- _Assigned task_
Write the records out again, keeping each line exactly as it is.

◇ ◇ ◇

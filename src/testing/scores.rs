//! Synthetic decay models and note events.

use serde_json::json;
use std::path::Path;

use crate::analysis::features::hamming_window;
use crate::config::NoteRange;
use crate::events::{Event, DEFAULT_VELOCITY};
use crate::labels::{DecayModel, SUPPORTED_WINDOW_SIZES};
use crate::note::Note;

/// Curve parameters of the synthetic model: slow Gaussian decay, faster for higher notes
fn synthetic_coefficients(range: NoteRange) -> Vec<[f32; 4]> {
    (0..range.count())
        .map(|index| [1.0, 0.0, -(1e-10 + index as f32 * 2e-11), 0.0])
        .collect()
}

/// Decay model whose normalization equals the windowed decay sum of a note
/// starting exactly at the window start
pub fn synthetic_decay_model(range: NoteRange) -> DecayModel {
    let coefficients = synthetic_coefficients(range);
    let placeholder = vec![vec![1.0; range.count()]; SUPPORTED_WINDOW_SIZES.len()];
    let shape = DecayModel::from_parameters(range, coefficients.clone(), placeholder)
        .expect("synthetic coefficients are consistent");

    let sums = SUPPORTED_WINDOW_SIZES
        .iter()
        .map(|&size| {
            let window = hamming_window(size);
            range
                .notes()
                .map(|number| {
                    let note = Note::from_number(number).expect("range within MIDI notes");
                    window
                        .iter()
                        .enumerate()
                        .map(|(i, w)| shape.decay_value(note, i as i64) as f64 * w)
                        .sum::<f64>() as f32
                })
                .collect()
        })
        .collect();

    DecayModel::from_parameters(range, coefficients, sums)
        .expect("synthetic sums are positive")
}

/// Write the synthetic model as a decay table JSON file
pub fn write_decay_table(path: &Path, range: NoteRange) -> std::io::Result<()> {
    let model = synthetic_decay_model(range);
    let sums: Vec<Vec<f32>> = SUPPORTED_WINDOW_SIZES
        .iter()
        .map(|&size| {
            range
                .notes()
                .filter_map(Note::from_number)
                .map(|note| model.normalization(note, size).unwrap_or(1.0))
                .collect()
        })
        .collect();

    let table = json!({
        "representableNoteRange": range.to_string(),
        "curveCoefficients": synthetic_coefficients(range),
        "curveSums": sums,
    });
    std::fs::write(path, serde_json::to_string_pretty(&table)?)
}

/// Event with the default velocity
pub fn event(note: i32, start: i64, duration: i64) -> Event {
    Event {
        note: Note::from_number(note).expect("test notes are valid MIDI notes"),
        start,
        duration,
        velocity: DEFAULT_VELOCITY as f32 / 127.0,
    }
}
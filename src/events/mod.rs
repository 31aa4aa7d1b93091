// Events module - Ground-truth note events
//
// Events come from CSV files (`note,start,duration[,velocity]`, sample units)
// or Standard MIDI Files (tick units converted through the tempo map). Both
// loaders return events sorted by start sample.

mod csv;
mod midi;

pub use csv::{parse_csv, read_csv, DEFAULT_VELOCITY};
pub use midi::{read_midi, MidiNote, MidiScore};

use std::path::Path;

use crate::error::CompileError;
use crate::note::Note;

/// One sounding note in sample units
#[derive(Debug, Clone, Copy, PartialEq)]
pub struct Event {
    pub note: Note,
    /// Start of the event in samples
    pub start: i64,
    /// Duration of the event in samples
    pub duration: i64,
    /// MIDI velocity scaled to 0.0..=1.0
    pub velocity: f32,
}

impl Event {
    /// First sample after the event
    pub fn end(&self) -> i64 {
        self.start + self.duration
    }
}

/// Annotation formats recognized next to audio files
#[derive(Debug, Clone, Copy, PartialEq, Eq)]
pub enum EventFormat {
    Csv,
    Midi,
}

impl EventFormat {
    pub fn from_path(path: &Path) -> Option<Self> {
        let ext = path.extension()?.to_str()?.to_ascii_lowercase();
        match ext.as_str() {
            "csv" => Some(EventFormat::Csv),
            "mid" | "midi" => Some(EventFormat::Midi),
            _ => None,
        }
    }
}

/// Load events from a CSV or MIDI file, sorted by start
///
/// # Arguments
/// * `path` - Annotation file; the format follows the extension
/// * `sampling_frequency` - Used to convert MIDI time to samples
pub fn load_events(path: &Path, sampling_frequency: f64) -> Result<Vec<Event>, CompileError> {
    let mut events = match EventFormat::from_path(path) {
        Some(EventFormat::Csv) => read_csv(path)?,
        Some(EventFormat::Midi) => read_midi(path)?.to_events(sampling_frequency),
        None => {
            return Err(CompileError::MalformedEvents {
                path: path.to_path_buf(),
                line: 0,
                reason: "unrecognized annotation extension".to_string(),
            })
        }
    };
    sort_events(&mut events);
    Ok(events)
}

/// Stable sort by start sample
pub fn sort_events(events: &mut [Event]) {
    events.sort_by_key(|event| event.start);
}

#[cfg(test)]
mod tests {
    use super::*;

    #[test]
    fn test_format_from_extension() {
        assert_eq!(EventFormat::from_path(Path::new("a/b.CSV")), Some(EventFormat::Csv));
        assert_eq!(EventFormat::from_path(Path::new("a/b.mid")), Some(EventFormat::Midi));
        assert_eq!(EventFormat::from_path(Path::new("a/b.wav")), None);
        assert_eq!(EventFormat::from_path(Path::new("a/b")), None);
    }

    #[test]
    fn test_load_events_sorts_by_start() {
        let dir = tempfile::tempdir().unwrap();
        let path = dir.path().join("take.csv");
        std::fs::write(&path, "60,2000,100\n62,100,50,127\n").unwrap();

        let events = load_events(&path, 44100.0).unwrap();
        assert_eq!(events.len(), 2);
        assert_eq!(events[0].start, 100);
        assert_eq!(events[0].velocity, 1.0);
        assert_eq!(events[1].note.number(), 60);
        assert_eq!(events[1].end(), 2100);
    }

    #[test]
    fn test_load_events_rejects_unknown_extension() {
        let err = load_events(Path::new("notes.txt"), 44100.0).unwrap_err();
        assert!(matches!(err, CompileError::MalformedEvents { .. }));
    }
}
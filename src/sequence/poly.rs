// PolySequenceBuilder - windows labeled from ground-truth note events

use std::path::Path;
use std::sync::Arc;

use super::{SequenceBuilder, Window, WindowedAudio};
use crate::audio::AudioSource;
use crate::config::Configuration;
use crate::error::CompileError;
use crate::events::{sort_events, Event};
use crate::labels::{DecayModel, Labeler};

/// Event-labeled sequence over one audio file
pub struct PolySequenceBuilder {
    audio: WindowedAudio,
    events: Vec<Event>,
    labeler: Labeler,
}

impl PolySequenceBuilder {
    /// Create a builder for one file
    ///
    /// # Arguments
    /// * `source` - Audio to read in full
    /// * `path` - Audio path, reported in errors and logs
    /// * `events` - Ground-truth events in sample units, any order
    /// * `model` - Shared decay model
    /// * `config` - Analysis parameters
    pub fn new(
        source: &mut dyn AudioSource,
        path: &Path,
        mut events: Vec<Event>,
        model: Arc<DecayModel>,
        config: &Configuration,
    ) -> Result<Self, CompileError> {
        let labeler = Labeler::new(config, model)?;
        let audio = WindowedAudio::read(source, path, config)?;
        sort_events(&mut events);

        Ok(Self {
            audio,
            events,
            labeler,
        })
    }

    pub fn path(&self) -> &Path {
        self.audio.path()
    }
}

impl SequenceBuilder for PolySequenceBuilder {
    fn events(&self) -> &[Event] {
        &self.events
    }

    fn for_each_window(
        &mut self,
        action: &mut dyn FnMut(Window) -> Result<(), CompileError>,
    ) -> Result<usize, CompileError> {
        let events = &self.events;
        let labeler = &self.labeler;
        self.audio
            .for_each_window(|offset| labeler.label(events, offset), action)
    }
}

◇ ◇ ◇

- _Exercise result_
filename src/testing/scores.rs
//! Synthetic decay models and note events.

use serde_json::json;
use std::path::Path;

use crate::analysis::features::hamming_window;
use crate::config::NoteRange;
use crate::events::{Event, DEFAULT_VELOCITY};
use crate::labels::{DecayModel, SUPPORTED_WINDOW_SIZES};
use crate::note::Note;

/// Curve parameters of the synthetic model: slow Gaussian decay, faster for higher notes
fn synthetic_coefficients(range: NoteRange) -> Vec<[f32; 4]> {
    (0..range.count())
        .map(|index| [1.0, 0.0, -(1e-10 + index as f32 * 2e-11), 0.0])
        .collect()
}

/// Decay model whose normalization equals the windowed decay sum of a note
/// starting exactly at the window start
pub fn synthetic_decay_model(range: NoteRange) -> DecayModel {
    let coefficients = synthetic_coefficients(range);
    let placeholder = vec![vec![1.0; range.count()]; SUPPORTED_WINDOW_SIZES.len()];
    let shape = DecayModel::from_parameters(range, coefficients.clone(), placeholder)
        .expect("synthetic coefficients are consistent");

    let sums = SUPPORTED_WINDOW_SIZES
        .iter()
        .map(|&size| {
            let window = hamming_window(size);
            range
                .notes()
                .map(|number| {
                    let note = Note::from_number(number).expect("range within MIDI notes");
                    window
                        .iter()
                        .enumerate()
                        .map(|(i, w)| shape.decay_value(note, i as i64) as f64 * w)
                        .sum::<f64>() as f32
                })
                .collect()
        })
        .collect();

    DecayModel::from_parameters(range, coefficients, sums)
        .expect("synthetic sums are positive")
}

/// Write the synthetic model as a decay table JSON file
pub fn write_decay_table(path: &Path, range: NoteRange) -> std::io::Result<()> {
    let model = synthetic_decay_model(range);
    let sums: Vec<Vec<f32>> = SUPPORTED_WINDOW_SIZES
        .iter()
        .map(|&size| {
            range
                .notes()
                .filter_map(Note::from_number)
                .map(|note| model.normalization(note, size).unwrap_or(1.0))
                .collect()
        })
        .collect();

    let table = json!({
        "representableNoteRange": range.to_string(),
        "curveCoefficients": synthetic_coefficients(range),
        "curveSums": sums,
    });
    std::fs::write(path, serde_json::to_string_pretty(&table)?)
}

/// Event with the default velocity
pub fn event(note: i32, start: i64, duration: i64) -> Event {
    Event {
        note: Note::from_number(note).expect("test notes are valid MIDI notes"),
        start,
        duration,
        velocity: DEFAULT_VELOCITY as f32 / 127.0,
    }
}
filename src/events/mod.rs
repository 31aa4aa7d1b93091
// Events module - Ground-truth note events
//
// Events come from CSV files (`note,start,duration[,velocity]`, sample units)
// or Standard MIDI Files (tick units converted through the tempo map). Both
// loaders return events sorted by start sample.

mod csv;
mod midi;

pub use csv::{parse_csv, read_csv, DEFAULT_VELOCITY};
pub use midi::{read_midi, MidiNote, MidiScore};

use std::path::Path;

use crate::error::CompileError;
use crate::note::Note;

/// One sounding note in sample units
#[derive(Debug, Clone, Copy, PartialEq)]
pub struct Event {
    pub note: Note,
    /// Start of the event in samples
    pub start: i64,
    /// Duration of the event in samples
    pub duration: i64,
    /// MIDI velocity scaled to 0.0..=1.0
    pub velocity: f32,
}

impl Event {
    /// First sample after the event
    pub fn end(&self) -> i64 {
        self.start + self.duration
    }
}

/// Annotation formats recognized next to audio files
#[derive(Debug, Clone, Copy, PartialEq, Eq)]
pub enum EventFormat {
    Csv,
    Midi,
}

impl EventFormat {
    pub fn from_path(path: &Path) -> Option<Self> {
        let ext = path.extension()?.to_str()?.to_ascii_lowercase();
        match ext.as_str() {
            "csv" => Some(EventFormat::Csv),
            "mid" | "midi" => Some(EventFormat::Midi),
            _ => None,
        }
    }
}

/// Load events from a CSV or MIDI file, sorted by start
///
/// # Arguments
/// * `path` - Annotation file; the format follows the extension
/// * `sampling_frequency` - Used to convert MIDI time to samples
pub fn load_events(path: &Path, sampling_frequency: f64) -> Result<Vec<Event>, CompileError> {
    let mut events = match EventFormat::from_path(path) {
        Some(EventFormat::Csv) => read_csv(path)?,
        Some(EventFormat::Midi) => read_midi(path)?.to_events(sampling_frequency),
        None => {
            return Err(CompileError::MalformedEvents {
                path: path.to_path_buf(),
                line: 0,
                reason: "unrecognized annotation extension".to_string(),
            })
        }
    };
    sort_events(&mut events);
    Ok(events)
}

/// Stable sort by start sample
pub fn sort_events(events: &mut [Event]) {
    events.sort_by_key(|event| event.start);
}

#[cfg(test)]
mod tests {
    use super::*;

    #[test]
    fn test_format_from_extension() {
        assert_eq!(EventFormat::from_path(Path::new("a/b.CSV")), Some(EventFormat::Csv));
        assert_eq!(EventFormat::from_path(Path::new("a/b.mid")), Some(EventFormat::Midi));
        assert_eq!(EventFormat::from_path(Path::new("a/b.wav")), None);
        assert_eq!(EventFormat::from_path(Path::new("a/b")), None);
    }

    #[test]
    fn test_load_events_sorts_by_start() {
        let dir = tempfile::tempdir().unwrap();
        let path = dir.path().join("take.csv");
        std::fs::write(&path, "60,2000,100\n62,100,50,127\n").unwrap();

        let events = load_events(&path, 44100.0).unwrap();
        assert_eq!(events.len(), 2);
        assert_eq!(events[0].start, 100);
        assert_eq!(events[0].velocity, 1.0);
        assert_eq!(events[1].note.number(), 60);
        assert_eq!(events[1].end(), 2100);
    }

    #[test]
    fn test_load_events_rejects_unknown_extension() {
        let err = load_events(Path::new("notes.txt"), 44100.0).unwrap_err();
        assert!(matches!(err, CompileError::MalformedEvents { .. }));
    }
}
filename src/sequence/poly.rs
// PolySequenceBuilder - windows labeled from ground-truth note events

use std::path::Path;
use std::sync::Arc;

use super::{SequenceBuilder, Window, WindowedAudio};
use crate::audio::AudioSource;
use crate::config::Configuration;
use crate::error::CompileError;
use crate::events::{sort_events, Event};
use crate::labels::{DecayModel, Labeler};

/// Event-labeled sequence over one audio file
pub struct PolySequenceBuilder {
    audio: WindowedAudio,
    events: Vec<Event>,
    labeler: Labeler,
}

impl PolySequenceBuilder {
    /// Create a builder for one file
    ///
    /// # Arguments
    /// * `source` - Audio to read in full
    /// * `path` - Audio path, reported in errors and logs
    /// * `events` - Ground-truth events in sample units, any order
    /// * `model` - Shared decay model
    /// * `config` - Analysis parameters
    pub fn new(
        source: &mut dyn AudioSource,
        path: &Path,
        mut events: Vec<Event>,
        model: Arc<DecayModel>,
        config: &Configuration,
    ) -> Result<Self, CompileError> {
        let labeler = Labeler::new(config, model)?;
        let audio = WindowedAudio::read(source, path, config)?;
        sort_events(&mut events);

        Ok(Self {
            audio,
            events,
            labeler,
        })
    }

    pub fn path(&self) -> &Path {
        self.audio.path()
    }
}

impl SequenceBuilder for PolySequenceBuilder {
    fn events(&self) -> &[Event] {
        &self.events
    }

    fn for_each_window(
        &mut self,
        action: &mut dyn FnMut(Window) -> Result<(), CompileError>,
    ) -> Result<usize, CompileError> {
        let events = &self.events;
        let labeler = &self.labeler;
        self.audio
            .for_each_window(|offset| labeler.label(events, offset), action)
    }
}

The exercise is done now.